Synthesis, biological evaluation and molecular docking studies of high-affinity bone targeting N,N(') -bis (alendronate) diethylenetriamene-N,N'-triacetic acid: a bifunctional bone scintigraphy agent.

A bisphosphonate derivative DTPA-bis(alendronate) conjugate has been synthesized and evaluated as potential radiopharmaceutical for bone imaging. The compound was synthesized by the covalent coupling of DTPA-bis(anhydride) with alendronate and was char-acterized on the basis of IR, NMR and mass spectroscopy. It was labelled with (99m) Tc with 96% efficacy and was found stable for about 24 h under physiological conditions. Blood kinetic studies of (99m) Tc DTPA-bis(alendronate) showed a biexponential pattern as well as quick washout from the blood circulation. The biological t1/2 (F) and t1/2 (S) were found to be 50 min ± 0.001 and 6 h 30 min ± 0.005, respectively. Imaging and biodistribution studies showed a significant accumulation of (99m) Tc DTPA-bis(alendronate) conjugate at bone site. Bone-to-muscles ratios were 12.08 ± 0.001 at 1 h, 45.33 ± 0.001 at 4 h and 35.83 ± 0.001 at 24 h after post-injection, respectively.
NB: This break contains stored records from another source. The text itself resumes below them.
//! # Feature Normalization
//! Population z-score statistics for the fixed feature schema.
//!
//! Stats are recomputed periodically from the listing population (every N
//! ingests, plus at seed and reset), never per-vote, to keep gradient
//! updates stable. Each refresh carries a version so a persisted weight
//! vector can be matched to the stats it was trained against.

use std::collections::HashMap;

use serde::{Deserialize, Serialize};

use crate::listing::{Feature, Listing};

/// Standard deviations below this are treated as "constant feature":
/// normalization yields zero so the feature cannot dominate by noise.
const MIN_STD: f64 = 1e-9;

#[derive(Debug, Clone, Copy, PartialEq, Serialize, Deserialize)]
pub struct FeatureMoments {
    pub mean: f64,
    pub std: f64,
}

#[derive(Debug, Clone, Default, PartialEq, Serialize, Deserialize)]
pub struct FeatureStats {
    pub version: u64,
    moments: HashMap<Feature, FeatureMoments>,
}

impl FeatureStats {
    /// Compute population mean/std per feature. Listings missing a value for
    /// a feature are excluded from that feature's moments.
    pub fn compute(listings: &[Listing], version: u64) -> Self {
        let mut moments = HashMap::new();
        for f in Feature::ALL {
            let values: Vec<f64> = listings.iter().filter_map(|l| l.feature(f)).collect();
            if values.is_empty() {
                continue;
            }
            let n = values.len() as f64;
            let mean = values.iter().sum::<f64>() / n;
            let var = values.iter().map(|v| (v - mean) * (v - mean)).sum::<f64>() / n;
            moments.insert(
                f,
                FeatureMoments {
                    mean,
                    std: var.sqrt(),
                },
            );
        }
        Self { version, moments }
    }

    pub fn moments(&self, f: Feature) -> Option<FeatureMoments> {
        self.moments.get(&f).copied()
    }

    /// Z-score of a listing's feature value. Missing values, features with
    /// no population data, and (near-)constant features all normalize to
    /// zero contribution.
    pub fn normalized(&self, listing: &Listing, f: Feature) -> f64 {
        let Some(raw) = listing.feature(f) else {
            return 0.0;
        };
        let Some(m) = self.moments.get(&f) else {
            return 0.0;
        };
        if m.std < MIN_STD {
            return 0.0;
        }
        (raw - m.mean) / m.std
    }
}
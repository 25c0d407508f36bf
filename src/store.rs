//! # Listing Store
//! Read-mostly holder of property records, keyed by listing id.
//!
//! Records arrive from an external ingestion process (seed file at boot or
//! the admin endpoint) and are immutable to the engine; upserts replace the
//! whole record. Snapshots are returned id-ordered so downstream recomputes
//! are deterministic for identical inputs.

use std::collections::HashMap;
use std::fs;
use std::path::Path;
use std::sync::RwLock;

use crate::listing::Listing;

#[derive(Debug, Default)]
pub struct ListingStore {
    inner: RwLock<HashMap<u64, Listing>>,
}

impl ListingStore {
    pub fn new() -> Self {
        Self::default()
    }

    /// Load a seed population from a JSON array file.
    pub fn load_from_file(path: &Path) -> anyhow::Result<Vec<Listing>> {
        let bytes = fs::read(path).map_err(|e| {
            anyhow::anyhow!("failed to read listings file {}: {}", path.display(), e)
        })?;
        let listings: Vec<Listing> = serde_json::from_slice(&bytes).map_err(|e| {
            anyhow::anyhow!("failed to parse listings file {}: {}", path.display(), e)
        })?;
        Ok(listings)
    }

    /// Insert or replace records. Returns the number applied.
    pub fn upsert_many(&self, listings: Vec<Listing>) -> usize {
        let mut map = self.inner.write().expect("listing store lock poisoned");
        let n = listings.len();
        for l in listings {
            map.insert(l.id, l);
        }
        n
    }

    pub fn get(&self, id: u64) -> Option<Listing> {
        let map = self.inner.read().expect("listing store lock poisoned");
        map.get(&id).cloned()
    }

    pub fn contains(&self, id: u64) -> bool {
        let map = self.inner.read().expect("listing store lock poisoned");
        map.contains_key(&id)
    }

    pub fn len(&self) -> usize {
        let map = self.inner.read().expect("listing store lock poisoned");
        map.len()
    }

    pub fn is_empty(&self) -> bool {
        self.len() == 0
    }

    /// Stable, id-ordered copy of the current population.
    pub fn snapshot(&self) -> Vec<Listing> {
        let map = self.inner.read().expect("listing store lock poisoned");
        let mut out: Vec<Listing> = map.values().cloned().collect();
        out.sort_by_key(|l| l.id);
        out
    }
}
//! # Head-to-Head Rating
//! Classic Elo update applied per vote, alongside the feature model.
//!
//! The feature learner generalizes preferences to never-compared listings;
//! the Elo rating tracks raw head-to-head performance of listings that
//! actually appeared in votes. Surfaced in ranking entries, never used for
//! candidate selection.

use crate::ledger::Winner;

/// Rating every listing starts from.
pub const INITIAL_RATING: f64 = 1000.0;

/// Maximum rating movement per game.
pub const K_FACTOR: f64 = 32.0;

/// Logistic scale: a 400-point gap means ~10:1 expected odds.
const SCALE: f64 = 400.0;

fn expected(rating: f64, opponent: f64) -> f64 {
    1.0 / (1.0 + 10f64.powf((opponent - rating) / SCALE))
}

/// New `(rating_a, rating_b)` after one comparison.
pub fn update(rating_a: f64, rating_b: f64, winner: Winner) -> (f64, f64) {
    let expected_a = expected(rating_a, rating_b);
    let expected_b = expected(rating_b, rating_a);

    let (score_a, score_b) = match winner {
        Winner::A => (1.0, 0.0),
        Winner::B => (0.0, 1.0),
        Winner::Tie => (0.5, 0.5),
    };

    (
        rating_a + K_FACTOR * (score_a - expected_a),
        rating_b + K_FACTOR * (score_b - expected_b),
    )
}

#[cfg(test)]
mod tests {
    use super::*;

    #[test]
    fn even_match_win_moves_half_k() {
        let (a, b) = update(INITIAL_RATING, INITIAL_RATING, Winner::A);
        assert!((a - 1016.0).abs() < 1e-9);
        assert!((b - 984.0).abs() < 1e-9);
    }

    #[test]
    fn rating_is_conserved() {
        let (a, b) = update(1100.0, 900.0, Winner::B);
        assert!((a + b - 2000.0).abs() < 1e-9);
    }

    #[test]
    fn tie_pulls_ratings_together() {
        let (a, b) = update(1200.0, 1000.0, Winner::Tie);
        assert!(a < 1200.0);
        assert!(b > 1000.0);
    }

    #[test]
    fn upset_wins_move_more_than_expected_wins() {
        let (fav_win, _) = update(1200.0, 1000.0, Winner::A);
        let (_, underdog_win) = update(1200.0, 1000.0, Winner::B);
        assert!((fav_win - 1200.0) < (underdog_win - 1000.0));
    }
}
The receptor binding of the (99m) Tc-DTPA-bis (alendronate) was established on human bone cell line (Soas-2) revealed KD = 0.86 nm. The preliminary result of the (99m) Tc-DTPA-bis(alendronate) is encouraging to carrying out further in vivo experiment for targeted bone imaging because of good-bone-to-normal-organ contrast. Further docking analysis with molecular targets, farnesyl diphosphate synthase, geranylgeranyl pyrophosphate and osteocalcin revealed the high affinity of -17.419 and thus represents strong potential of bone-imaging agent.